* **SOURCE INFORMATION**:
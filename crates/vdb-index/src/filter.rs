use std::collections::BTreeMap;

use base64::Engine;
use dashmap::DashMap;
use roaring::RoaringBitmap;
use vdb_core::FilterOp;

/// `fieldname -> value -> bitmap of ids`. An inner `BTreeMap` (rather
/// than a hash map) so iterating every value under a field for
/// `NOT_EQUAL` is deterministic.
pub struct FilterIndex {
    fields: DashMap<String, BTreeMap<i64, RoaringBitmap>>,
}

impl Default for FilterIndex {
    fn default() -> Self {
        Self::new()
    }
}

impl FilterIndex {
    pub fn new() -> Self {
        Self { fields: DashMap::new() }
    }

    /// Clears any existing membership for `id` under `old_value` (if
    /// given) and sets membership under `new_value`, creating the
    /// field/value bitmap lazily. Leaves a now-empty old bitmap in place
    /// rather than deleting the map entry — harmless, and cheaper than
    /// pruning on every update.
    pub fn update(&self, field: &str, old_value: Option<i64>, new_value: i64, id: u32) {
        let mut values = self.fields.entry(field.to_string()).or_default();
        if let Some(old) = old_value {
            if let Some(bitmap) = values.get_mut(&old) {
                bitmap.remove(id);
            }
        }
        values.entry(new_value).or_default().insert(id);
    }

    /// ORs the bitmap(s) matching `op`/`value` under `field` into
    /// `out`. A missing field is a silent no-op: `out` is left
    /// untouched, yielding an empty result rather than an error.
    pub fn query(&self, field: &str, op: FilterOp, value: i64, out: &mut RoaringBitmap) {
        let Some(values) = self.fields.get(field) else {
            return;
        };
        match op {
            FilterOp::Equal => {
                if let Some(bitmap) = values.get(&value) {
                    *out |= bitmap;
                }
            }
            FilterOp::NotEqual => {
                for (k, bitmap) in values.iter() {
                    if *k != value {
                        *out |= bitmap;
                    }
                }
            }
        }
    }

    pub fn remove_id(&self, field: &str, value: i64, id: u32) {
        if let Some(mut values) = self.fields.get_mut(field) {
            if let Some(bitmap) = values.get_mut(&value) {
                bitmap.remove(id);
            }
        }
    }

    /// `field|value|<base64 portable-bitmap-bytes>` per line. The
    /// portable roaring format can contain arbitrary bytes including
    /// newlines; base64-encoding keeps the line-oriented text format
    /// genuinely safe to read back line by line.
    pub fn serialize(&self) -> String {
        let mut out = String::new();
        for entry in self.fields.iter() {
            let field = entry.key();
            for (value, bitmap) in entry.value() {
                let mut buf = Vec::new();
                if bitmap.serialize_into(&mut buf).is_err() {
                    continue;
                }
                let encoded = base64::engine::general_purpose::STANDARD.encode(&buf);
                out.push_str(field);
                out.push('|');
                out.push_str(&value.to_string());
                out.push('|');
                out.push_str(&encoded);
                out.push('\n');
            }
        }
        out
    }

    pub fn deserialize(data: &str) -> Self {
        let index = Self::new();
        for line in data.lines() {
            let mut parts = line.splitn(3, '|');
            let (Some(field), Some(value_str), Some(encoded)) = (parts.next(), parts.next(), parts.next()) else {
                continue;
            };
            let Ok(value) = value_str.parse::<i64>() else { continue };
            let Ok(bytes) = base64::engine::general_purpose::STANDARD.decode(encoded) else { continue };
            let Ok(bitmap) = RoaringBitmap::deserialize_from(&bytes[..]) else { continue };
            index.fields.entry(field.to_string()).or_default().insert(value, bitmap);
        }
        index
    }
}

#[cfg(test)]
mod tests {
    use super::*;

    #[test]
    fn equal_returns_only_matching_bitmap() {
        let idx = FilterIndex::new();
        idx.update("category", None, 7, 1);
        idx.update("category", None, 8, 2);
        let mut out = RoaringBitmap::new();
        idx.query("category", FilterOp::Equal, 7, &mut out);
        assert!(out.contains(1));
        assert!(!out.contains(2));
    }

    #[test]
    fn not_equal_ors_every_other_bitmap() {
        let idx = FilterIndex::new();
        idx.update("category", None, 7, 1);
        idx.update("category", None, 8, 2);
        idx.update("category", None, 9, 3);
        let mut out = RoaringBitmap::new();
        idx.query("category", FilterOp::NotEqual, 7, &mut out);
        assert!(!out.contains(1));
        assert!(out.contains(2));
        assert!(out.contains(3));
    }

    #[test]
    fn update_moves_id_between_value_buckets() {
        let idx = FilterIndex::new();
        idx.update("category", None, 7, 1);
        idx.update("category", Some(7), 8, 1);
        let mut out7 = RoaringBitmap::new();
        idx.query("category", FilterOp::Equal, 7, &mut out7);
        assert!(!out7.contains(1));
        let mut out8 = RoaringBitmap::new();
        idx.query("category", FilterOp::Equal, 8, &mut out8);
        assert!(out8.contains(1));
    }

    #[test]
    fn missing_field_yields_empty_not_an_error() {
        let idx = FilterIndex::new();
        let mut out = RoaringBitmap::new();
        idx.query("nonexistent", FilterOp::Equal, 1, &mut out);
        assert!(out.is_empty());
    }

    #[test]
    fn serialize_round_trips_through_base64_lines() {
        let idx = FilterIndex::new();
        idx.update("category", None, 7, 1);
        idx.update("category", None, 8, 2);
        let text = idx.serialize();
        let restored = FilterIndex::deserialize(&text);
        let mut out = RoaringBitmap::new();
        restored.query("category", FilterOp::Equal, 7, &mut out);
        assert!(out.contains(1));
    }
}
* * *
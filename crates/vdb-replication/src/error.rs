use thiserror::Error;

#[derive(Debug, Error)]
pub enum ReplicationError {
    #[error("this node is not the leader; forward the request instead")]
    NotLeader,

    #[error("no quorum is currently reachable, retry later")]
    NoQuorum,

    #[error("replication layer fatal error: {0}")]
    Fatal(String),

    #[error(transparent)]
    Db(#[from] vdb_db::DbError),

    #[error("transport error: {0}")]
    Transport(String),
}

* **WHAT NEEDS TO BE DONE**:
Find the count of lines in the data above where the word "DashMap" occurs, and write down only that count.

* **EXERCISE ANSWER**:
3